The reactions to the victories-turned-tragedies underlined once again the close link between cricketers and actors. They’re celebrated and berated in equal measure.

Notwithstanding the loss of lives and the accountability that will follow, there is another sports and stars angle that played out in Karnataka all week. While language chauvinists were in ecstasy that Delhi/Punjabi/North Indian boy Virat Kohli chanted the victory slogan in Kannada, there was also despair that actor and habitual offender Kamal Haasan stirred a hornet’s nest with the statement “Kannada was born out of Tamil”. In a state where linguistic fascism has become a daily debate, a remote hint that Kannada was being inferiorised irked even the high court when Kamal knocked on its doors seeking legal assistance and security for the safe release of his new film Thug Life. On the 5th, while Thug Life was released in different languages in other parts of India, Karnataka kept it out of their theatres. If the weary Hindi version is anything to go by, skipping it isn’t Karnataka’s loss. But the reasons for not screening it will remain debatable.

However, in Kamal’s case, it was not only about a loose statement that bristled the Kannadigas. “All they asked for was an apology,” observed the judge. And Kamal’s ego wouldn’t allow him to utter a simple “sorry”.

But that has always been Kamal’s problem. A tendency to believe that stardom lets him tread outside his area of knowledge and to compound it with righteous stubbornness.

Kamal is one of the two legendary icons of Tamizh cinema. He and Rajinikanth were both discovered and groomed by filmmaker K. Balachander, both rose to superstardom with strong, loyal fan bases, and have two daughters each. But, as people, they are as dissimilar as atheists and devotees.

On screen, Kamal will have kissing scenes and extra-marital forays while Rajini is antiseptically staid with his heroines.

In real life, Kamal revels in being the rebel, the non-believer. The man who dates, weds, divorces has kids out of marriage and declares, “I’m not cut out for marriage.”

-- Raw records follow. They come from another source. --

//! Gate tables - every monadic and dyadic function over {-1, 0, +1}
//!
//! ## Canonical index
//!
//! A gate is named by its output vector read as a base-3 number. Outputs map
//! to digits `-1 → 0`, `0 → 1`, `+1 → 2`, and the k-th input tuple carries
//! weight `3^k`. Dyadic tuples are enumerated lexicographically:
//!
//! ```text
//! k:      0       1      2       3      4     5      6       7      8
//! (a,b): (-,-)   (-,0)  (-,+)   (0,-)  (0,0) (0,+)  (+,-)   (+,0)  (+,+)
//! ```
//!
//! Monadic gates enumerate inputs `-1, 0, +1` (index 0..27); dyadic gates
//! have 19 683 indices. Both tables are built once and never change.

use crate::error::{Result, TernaryError};
use crate::trit::Trit;
use std::fmt;
use std::sync::OnceLock;

/// Number of monadic gates (3^3)
pub const MONADIC_COUNT: u32 = 27;

/// Number of dyadic gates (3^9)
pub const DYADIC_COUNT: u32 = 19_683;

/// Kleene AND (min)
pub const KLEENE_AND: u32 = 15_633;
/// Kleene OR (max)
pub const KLEENE_OR: u32 = 19_569;
/// Consensus
pub const CONSENSUS: u32 = 16_371;
/// Minority
pub const MINORITY: u32 = 3_311;
/// Sum digit of balanced addition (a + b mod 3)
pub const PLUS: u32 = 5_681;
/// Product
pub const TIMES: u32 = 15_665;

/// Monadic negation
pub const NEGATE: u32 = 5;
/// Monadic identity
pub const IDENTITY: u32 = 21;

/// Named dyadic gates accepted by the assembler
pub const NAMED_GATES: &[(&str, u32)] = &[
    ("KLEENE_AND", KLEENE_AND),
    ("KLEENE_OR", KLEENE_OR),
    ("CONSENSUS", CONSENSUS),
    ("MINORITY", MINORITY),
    ("PLUS", PLUS),
    ("TIMES", TIMES),
];

/// Look up a named gate (case-insensitive)
pub fn named_gate(name: &str) -> Option<u32> {
    NAMED_GATES
        .iter()
        .find(|(n, _)| n.eq_ignore_ascii_case(name))
        .map(|&(_, idx)| idx)
}

fn monadic_table() -> &'static [[Trit; 3]] {
    static TABLE: OnceLock<Vec<[Trit; 3]>> = OnceLock::new();
    TABLE.get_or_init(|| (0..MONADIC_COUNT).map(|i| decode::<3>(i)).collect())
}

fn dyadic_table() -> &'static [[Trit; 9]] {
    static TABLE: OnceLock<Vec<[Trit; 9]>> = OnceLock::new();
    TABLE.get_or_init(|| {
        log::debug!("building dyadic gate table ({} entries)", DYADIC_COUNT);
        (0..DYADIC_COUNT).map(|i| decode::<9>(i)).collect()
    })
}

/// Output vector of gate `index`, k-th output from the k-th base-3 digit
fn decode<const N: usize>(mut index: u32) -> [Trit; N] {
    let mut out = [Trit::Zero; N];
    for slot in out.iter_mut() {
        *slot = Trit::from_digit((index % 3) as u8).unwrap_or(Trit::Zero);
        index /= 3;
    }
    out
}

fn encode(outputs: &[Trit]) -> u32 {
    outputs
        .iter()
        .rev()
        .fold(0u32, |acc, t| acc * 3 + t.digit() as u32)
}

#[inline]
fn pair_slot(a: Trit, b: Trit) -> usize {
    a.digit() as usize * 3 + b.digit() as usize
}

/// Apply monadic gate `index` to `input`
pub fn monadic(index: u32, input: Trit) -> Result<Trit> {
    Ok(MonadicGate::new(index)?.apply(input))
}

/// Apply dyadic gate `index` to `(a, b)`
pub fn dyadic(index: u32, a: Trit, b: Trit) -> Result<Trit> {
    Ok(DyadicGate::new(index)?.apply(a, b))
}

/// A validated monadic gate index
#[derive(Debug, Clone, Copy, PartialEq, Eq, Hash)]
pub struct MonadicGate(u32);

impl MonadicGate {
    pub const NEGATE: Self = Self(NEGATE);
    pub const IDENTITY: Self = Self(IDENTITY);

    pub fn new(index: u32) -> Result<Self> {
        if index >= MONADIC_COUNT {
            return Err(TernaryError::BadGate(index));
        }
        Ok(Self(index))
    }

    /// Gate computing `f`
    pub fn from_fn(f: impl Fn(Trit) -> Trit) -> Self {
        let outputs: Vec<Trit> = Trit::ALL.iter().map(|&t| f(t)).collect();
        Self(encode(&outputs))
    }

    pub fn index(self) -> u32 {
        self.0
    }

    pub fn table(self) -> [Trit; 3] {
        monadic_table()[self.0 as usize]
    }

    #[inline]
    pub fn apply(self, input: Trit) -> Trit {
        monadic_table()[self.0 as usize][input.digit() as usize]
    }
}

/// A validated dyadic gate index
#[derive(Debug, Clone, Copy, PartialEq, Eq, Hash)]
pub struct DyadicGate(u32);

impl DyadicGate {
    pub const KLEENE_AND: Self = Self(KLEENE_AND);
    pub const KLEENE_OR: Self = Self(KLEENE_OR);
    pub const CONSENSUS: Self = Self(CONSENSUS);
    pub const MINORITY: Self = Self(MINORITY);
    pub const PLUS: Self = Self(PLUS);
    pub const TIMES: Self = Self(TIMES);

    pub fn new(index: u32) -> Result<Self> {
        if index >= DYADIC_COUNT {
            return Err(TernaryError::BadGate(index));
        }
        Ok(Self(index))
    }

    /// Gate computing `f`
    pub fn from_fn(f: impl Fn(Trit, Trit) -> Trit) -> Self {
        let mut outputs = Vec::with_capacity(9);
        for a in Trit::ALL {
            for b in Trit::ALL {
                outputs.push(f(a, b));
            }
        }
        Self(encode(&outputs))
    }

    pub fn index(self) -> u32 {
        self.0
    }

    /// Outputs in lexicographic input order
    pub fn table(self) -> [Trit; 9] {
        dyadic_table()[self.0 as usize]
    }

    #[inline]
    pub fn apply(self, a: Trit, b: Trit) -> Trit {
        dyadic_table()[self.0 as usize][pair_slot(a, b)]
    }

    /// Structural properties of this gate
    pub fn properties(self) -> GateProperties {
        GateProperties::analyze(self)
    }
}

impl fmt::Display for DyadicGate {
    fn fmt(&self, f: &mut fmt::Formatter<'_>) -> fmt::Result {
        match NAMED_GATES.iter().find(|(_, idx)| *idx == self.0) {
            Some((name, _)) => write!(f, "{}", name),
            None => write!(f, "GATE#{}", self.0),
        }
    }
}

// =========================================================================
// Properties analyzer
// =========================================================================

/// Algebraic classification of a dyadic gate
#[derive(Debug, Clone, PartialEq, Eq)]
pub struct GateProperties {
    pub commutative: bool,
    pub associative: bool,
    pub idempotent: bool,
    /// e with f(e, x) = f(x, e) = x for all x
    pub identity: Option<Trit>,
    /// z with f(z, x) = f(x, z) = z for all x
    pub absorbing: Option<Trit>,
    /// For each input (in `Trit::ALL` order), y with f(x, y) = f(y, x) = identity
    pub inverses: [Option<Trit>; 3],
}

impl GateProperties {
    pub fn analyze(gate: DyadicGate) -> Self {
        let f = |a, b| gate.apply(a, b);
        let all = Trit::ALL;

        let commutative = all.iter().all(|&a| all.iter().all(|&b| f(a, b) == f(b, a)));
        let associative = all.iter().all(|&a| {
            all.iter()
                .all(|&b| all.iter().all(|&c| f(f(a, b), c) == f(a, f(b, c))))
        });
        let idempotent = all.iter().all(|&a| f(a, a) == a);
        let identity = all
            .iter()
            .copied()
            .find(|&e| all.iter().all(|&x| f(e, x) == x && f(x, e) == x));
        let absorbing = all
            .iter()
            .copied()
            .find(|&z| all.iter().all(|&x| f(z, x) == z && f(x, z) == z));

        let mut inverses = [None; 3];
        if let Some(e) = identity {
            for (slot, &x) in inverses.iter_mut().zip(all.iter()) {
                *slot = all.iter().copied().find(|&y| f(x, y) == e && f(y, x) == e);
            }
        }

        Self {
            commutative,
            associative,
            idempotent,
            identity,
            absorbing,
            inverses,
        }
    }

    /// Inverse of `x` under this gate, if one exists
    pub fn inverse(&self, x: Trit) -> Option<Trit> {
        self.inverses[x.digit() as usize]
    }

    /// Commutative and associative with an identity: a commutative monoid
    pub fn is_monoid(&self) -> bool {
        self.commutative && self.associative && self.identity.is_some()
    }
}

Rajini may have been a rule-breaker with wild stories of dating four women simultaneously in his bus conductor days. But he has been more conservative as a family man with a strong, 44-year marriage. He gets much pleasure from being grandpa to four robust kids. With unwavering devotion to his guru Raghavendra Swamy, Rajini would also take off to the Himalayas to meditate and live incognito.

The 70-year-old Kamal clings to youth. He camouflages natural balding with spray to sport a head of black hair in photographs and wears curiously designed suits (check out what he wore to the trailer launch of Thug Life in Mumbai) to look trendy. Contrast it with 74-year-old Rajini’s kurta-veshti attire, uninhibitedly flaunting grey hair, receding hairline, bald patch et al in public.

While the differences may be put down to individual choices, there is a stark difference in their personalities too. Rajini can be resolute in his convictions but will be quick to accommodate another viewpoint and apologise if he’s hurt anybody. Kamal, on the other hand, is so convinced he’s right that he’s far from placatory. As the judge said, “All he had to do was to say ‘sorry’.”